%%
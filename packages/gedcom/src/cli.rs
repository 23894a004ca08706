//! Command-line interface.

use std::borrow::Cow;
use std::fs;
use std::path::{Path, PathBuf};

use clap::{Parser, Subcommand};
use console::style;

use crate::completeness::CompletionStatus;
use crate::config::{validate_pointer, validate_start_number, DEFAULT_START_NUMBER};
use crate::error::{GedcomError, Result};
use crate::numbering::{assign_ancestor_numbers_from, generation, numbered_ancestors};
use crate::parser::GedcomParser;
use crate::types::ParsedGedcom;
use crate::yaml::{generate_yaml, save_yaml};

/// GEDCOM Ahnentafel - Parse GEDCOM files and number ancestors.
#[derive(Parser)]
#[command(name = "gedcom-ahnentafel")]
#[command(version, about, long_about = None)]
pub struct Cli {
    #[command(subcommand)]
    pub command: Commands,
}

#[derive(Subcommand)]
pub enum Commands {
    /// Show record counts and completeness of a GEDCOM file.
    Summary {
        /// GEDCOM file to read
        file: PathBuf,
    },

    /// List the numbered ancestors of a root individual.
    Ancestors {
        /// GEDCOM file to read
        file: PathBuf,

        /// Record pointer of the root individual (e.g., @I1@)
        #[arg(short, long)]
        root: String,

        /// Ancestor number given to the root
        #[arg(short, long, default_value_t = DEFAULT_START_NUMBER)]
        start: u64,
    },

    /// Write the parsed records as YAML.
    Dump {
        /// GEDCOM file to read
        file: PathBuf,

        /// Number ancestors from this individual before dumping
        #[arg(short, long)]
        root: Option<String>,

        /// Output file (default: stdout)
        #[arg(short, long)]
        output: Option<PathBuf>,
    },
}

/// Run the CLI.
pub fn run() -> Result<()> {
    let cli = Cli::parse();

    match cli.command {
        Commands::Summary { file } => summary_command(&file),
        Commands::Ancestors { file, root, start } => ancestors_command(&file, &root, start),
        Commands::Dump { file, root, output } => {
            dump_command(&file, root.as_deref(), output.as_deref())
        }
    }
}

/// Read and parse a GEDCOM file.
///
/// Bytes that are not valid UTF-8 (ANSEL or Latin-1 exports) are replaced
/// rather than failing the whole file.
fn load(file: &Path) -> Result<ParsedGedcom> {
    let bytes = fs::read(file)?;
    let content = String::from_utf8_lossy(&bytes);
    if matches!(content, Cow::Owned(_)) {
        tracing::warn!(path = %file.display(), "File is not valid UTF-8; invalid bytes replaced");
    }
    GedcomParser::new().parse(&content)
}

fn summary_command(file: &Path) -> Result<()> {
    let graph = load(file)?;

    println!("{} {}", style("Parsed").bold(), style(file.display()).cyan());
    println!("  Individuals: {}", style(graph.individuals.len()).green());
    println!("  Families: {}", style(graph.families.len()).green());
    println!();
    println!("{}", style("Completeness").bold());
    for status in CompletionStatus::ALL {
        let count = graph
            .individuals
            .values()
            .filter(|individual| individual.completion_status() == status)
            .count();
        println!("  {status}: {count}");
    }

    Ok(())
}

fn ancestors_command(file: &Path, root: &str, start: u64) -> Result<()> {
    validate_pointer(root)?;
    validate_start_number(start)?;

    let mut graph = load(file)?;
    let Some(proband) = graph.individual(root) else {
        return Err(GedcomError::IndividualNotFound(root.to_string()));
    };
    println!(
        "{} {} ({})",
        style("Ancestors of").bold(),
        style(proband.full_name()).green(),
        style(root).cyan()
    );
    println!();

    assign_ancestor_numbers_from(&mut graph.individuals, Some(root), start);
    for ancestor in numbered_ancestors(&graph.individuals) {
        let Some(number) = ancestor.ancestor_number else {
            continue;
        };
        println!(
            "{:>6}  {}  {:<8} {}",
            style(number).bold(),
            style(format!("gen {}", generation(number).unwrap_or_default())).dim(),
            ancestor.id(),
            ancestor
        );
    }

    Ok(())
}

fn dump_command(file: &Path, root: Option<&str>, output: Option<&Path>) -> Result<()> {
    if let Some(root) = root {
        validate_pointer(root)?;
    }

    let mut graph = load(file)?;
    if let Some(root) = root {
        if graph.individual(root).is_none() {
            return Err(GedcomError::IndividualNotFound(root.to_string()));
        }
        assign_ancestor_numbers_from(&mut graph.individuals, Some(root), DEFAULT_START_NUMBER);
    }

    match output {
        Some(path) => {
            save_yaml(&graph, root, path)?;
            println!("{} {}", style("Saved to:").green().bold(), path.display());
        }
        None => print!("{}", generate_yaml(&graph, root)?),
    }

    Ok(())
}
%%
Starting with the first line of the data above, copy each line exactly until you reach the line with "use crate::completeness::CompletionStatus;"; include that line as well.

filename packages/gedcom/src/cli.rs
repository 23894a004ca08706
//! Command-line interface.

use std::borrow::Cow;
use std::fs;
use std::path::{Path, PathBuf};

use clap::{Parser, Subcommand};
use console::style;

use crate::completeness::CompletionStatus;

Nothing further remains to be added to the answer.